Now: Exhuberance
Since I wrote the chapter above about anger in 2002, I know I've been walking around with an attitude and behavior that not just keeps anger in check, but actually replaces its space in my realm. I just didn't have a name for this replacement.
Then I went to guitarist Leo Kottke's annual Thanksgiving concert in the place where we both live, the Twin Cities, and he clued me in. Kottke was one of the handful of treasured recording artists whose music fueled my colleage years, so I hold the chap in high esteem. During the concept, Leo mentioned that he was reading a book titled
Exuberance by Kay Redfield Jamison, and voilà!, that described me.

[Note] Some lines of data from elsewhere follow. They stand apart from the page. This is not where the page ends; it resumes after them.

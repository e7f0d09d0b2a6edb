//! Error types for MCP operations

use serde::{Deserialize, Serialize};
use thiserror::Error;

/// Coarse classification of every failure the registry can surface.
///
/// Each [`McpError`] is assigned exactly one kind at the point where it is
/// constructed, so callers can branch on the category without parsing
/// messages.
#[derive(Debug, Clone, Copy, PartialEq, Eq, Hash, Serialize, Deserialize)]
#[serde(rename_all = "snake_case")]
pub enum ErrorKind {
    /// Malformed or empty server configuration
    Configuration,
    /// Handshake failure, refused connection, spawn failure, DNS error
    Connection,
    /// A handshake or request exceeded its configured timeout
    Timeout,
    /// No tool is registered under the requested name
    NotFound,
    /// The tool exists but its owning server has no live session
    Unavailable,
    /// The remote tool failed or the transport dropped mid-call
    Execution,
    /// The registry was disposed
    Disposed,
}

impl std::fmt::Display for ErrorKind {
    fn fmt(&self, f: &mut std::fmt::Formatter<'_>) -> std::fmt::Result {
        match self {
            ErrorKind::Configuration => write!(f, "configuration"),
            ErrorKind::Connection => write!(f, "connection"),
            ErrorKind::Timeout => write!(f, "timeout"),
            ErrorKind::NotFound => write!(f, "not_found"),
            ErrorKind::Unavailable => write!(f, "unavailable"),
            ErrorKind::Execution => write!(f, "execution"),
            ErrorKind::Disposed => write!(f, "disposed"),
        }
    }
}

/// Errors that can occur during MCP operations
#[derive(Debug, Error)]
pub enum McpError {
    /// Invalid or unreadable server configuration
    #[error("Configuration error: {0}")]
    Configuration(String),

    /// Connecting to a server failed
    #[error("Connection to server '{server}' failed: {message}")]
    Connection { server: String, message: String },

    /// A request did not complete within its timeout
    #[error("{operation} on server '{server}' timed out after {timeout_ms}ms")]
    Timeout {
        server: String,
        operation: String,
        timeout_ms: u64,
    },

    /// Tool not found
    #[error("Tool '{0}' not found")]
    ToolNotFound(String),

    /// Owning server has no live session
    #[error("Server '{0}' not available")]
    ServerUnavailable(String),

    /// Tool execution failed
    #[error("{message}")]
    Execution { tool: String, message: String },

    /// Arguments were not a JSON object
    #[error("Invalid arguments for tool '{tool}': {message}")]
    InvalidArguments { tool: String, message: String },

    /// Operation attempted after dispose
    #[error("Tool registry has been disposed")]
    Disposed,

    /// Serialization error
    #[error("Serialization error: {0}")]
    Serialization(String),
}

impl McpError {
    /// Create a configuration error
    pub fn configuration(message: impl Into<String>) -> Self {
        McpError::Configuration(message.into())
    }

    /// Create a connection error for the given server
    pub fn connection(server: impl Into<String>, message: impl Into<String>) -> Self {
        McpError::Connection {
            server: server.into(),
            message: message.into(),
        }
    }

    /// Create a timeout error for the given server and operation
    pub fn timeout(server: impl Into<String>, operation: impl Into<String>, timeout_ms: u64) -> Self {
        McpError::Timeout {
            server: server.into(),
            operation: operation.into(),
            timeout_ms,
        }
    }

    /// Create an execution error for the given tool
    pub fn execution(tool: impl Into<String>, message: impl Into<String>) -> Self {
        McpError::Execution {
            tool: tool.into(),
            message: message.into(),
        }
    }

    /// Classify this error
    pub fn kind(&self) -> ErrorKind {
        match self {
            McpError::Configuration(_) => ErrorKind::Configuration,
            McpError::Connection { .. } => ErrorKind::Connection,
            McpError::Timeout { .. } => ErrorKind::Timeout,
            McpError::ToolNotFound(_) => ErrorKind::NotFound,
            McpError::ServerUnavailable(_) => ErrorKind::Unavailable,
            McpError::Execution { .. } | McpError::InvalidArguments { .. } => ErrorKind::Execution,
            McpError::Disposed => ErrorKind::Disposed,
            McpError::Serialization(_) => ErrorKind::Execution,
        }
    }
}

impl From<serde_json::Error> for McpError {
    fn from(err: serde_json::Error) -> Self {
        McpError::Serialization(err.to_string())
    }
}

/// Result type for MCP operations
pub type McpResult<T> = Result<T, McpError>;
impl FileConfigSource {
    pub fn new(path: impl Into<PathBuf>) -> Self {
        Self {
            path: path.into(),
            env: None,
        }
    }

    /// Use fixed fallbacks instead of reading the environment
    pub fn with_env_defaults(mut self, env: EnvDefaults) -> Self {
        self.env = Some(env);
        self
    }

    /// `~/.hanzo/mcp-servers.toml`
    pub fn default_path() -> Option<PathBuf> {
        dirs::home_dir().map(|home| home.join(".hanzo").join("mcp-servers.toml"))
    }

    pub fn path(&self) -> &Path {
        &self.path
    }
}

impl ConfigSource for FileConfigSource {
    fn server_configs(&self) -> McpResult<Vec<ServerConfig>> {
        if !self.path.exists() {
            warn!(path = %self.path.display(), "MCP server config file not found");
            return Ok(Vec::new());
        }

        let contents = std::fs::read_to_string(&self.path).map_err(|e| {
            McpError::configuration(format!("cannot read {}: {}", self.path.display(), e))
        })?;
        let env = self.env.clone().unwrap_or_else(EnvDefaults::from_env);
        let configs = parse_server_configs(&contents, ConfigFormat::from_path(&self.path), &env)?;

        info!(
            path = %self.path.display(),
            servers = configs.len(),
            "Loaded MCP server configuration"
        );
        Ok(configs)
    }
}
#[tokio::test]
async fn test_database_scenario() {
    let server = FakeServer {
        tools: vec![
            ToolDescriptor::new("list_schemas").with_description("List database schemas"),
            ToolDescriptor::new("run_query")
                .with_description("Run a SQL query")
                .with_input_schema(json!({
                    "type": "object",
                    "properties": {"sql": {"type": "string"}},
                    "required": ["sql"]
                })),
        ],
        ..Default::default()
    }
    .reply("list_schemas", Reply::Value(json!(["public", "analytics"])))
    .reply(
        "run_query",
        Reply::Value(json!({"content": [{"type": "text", "text": "1 row"}]})),
    );
    let factory = Arc::new(FakeFactory::default().server("db", server));
    let registry = registry(&["db"], factory.clone());
    registry.initialize().await.unwrap();

    let tools = registry.get_available_tools().await;
    assert_eq!(tools.len(), 2);
    assert!(tools.iter().all(|t| t.owner_server == "db"));
    assert_eq!(tools[1].description, "Run a SQL query");

    let result = registry.call_tool("list_schemas", json!({})).await;
    assert!(result.success);
    assert_eq!(result.data, Some(json!(["public", "analytics"])));

    let result = registry.call_tool("run_query", json!({"sql": "SELECT 1"})).await;
    assert!(result.success);
    assert_eq!(result.data, Some(json!("1 row")));

    let calls = factory.get("db").calls.lock().unwrap().clone();
    assert_eq!(calls.len(), 2);
    assert_eq!(calls[1].0, "run_query");
    assert_eq!(calls[1].1.get("sql"), Some(&json!("SELECT 1")));

    registry.dispose().await;
    assert!(!registry.has_tools().await);
}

Read the following quote from the book, and then seek your own exuberance quotient:
"Exuberance is an abounding, ebullient, effervescent emotion. It is kinetic and unrestrained, joyful, irrepressible. It is not happiness, although they share a border. It is instead, at its core, a more restless, billowing state...exuberance and joy are fragile matter. Bubbles burst; a wince of disapproval can cut dead a whistle or abort a cartwheel. The exuberant move above the horizon, exposed and vulnerable."
In my case, I'm feeling the fragile matter around my new project researching my classmates at the Missouri journalism school for another book. As Oscar Levant said: "I have no trouble with my enemies. But my god damn friends... they are the ones that keep me walking the floors at night." I know the risks in pricking a vein of 'god damn', but this quest is too important to abandon. One of my best j-school pals in St. Louis recently railed on me simply for trying to help him over a bump. Stinging silence is the tack of others. But I'm trying to float over this vulnerable horizon. A favorite lyric from one of 2004's best rock albums, by Modest Mouse goes: "Alright, don't worry. Even if things end up a bit too heavy. We'll all float OK. And we'll all float on anyway."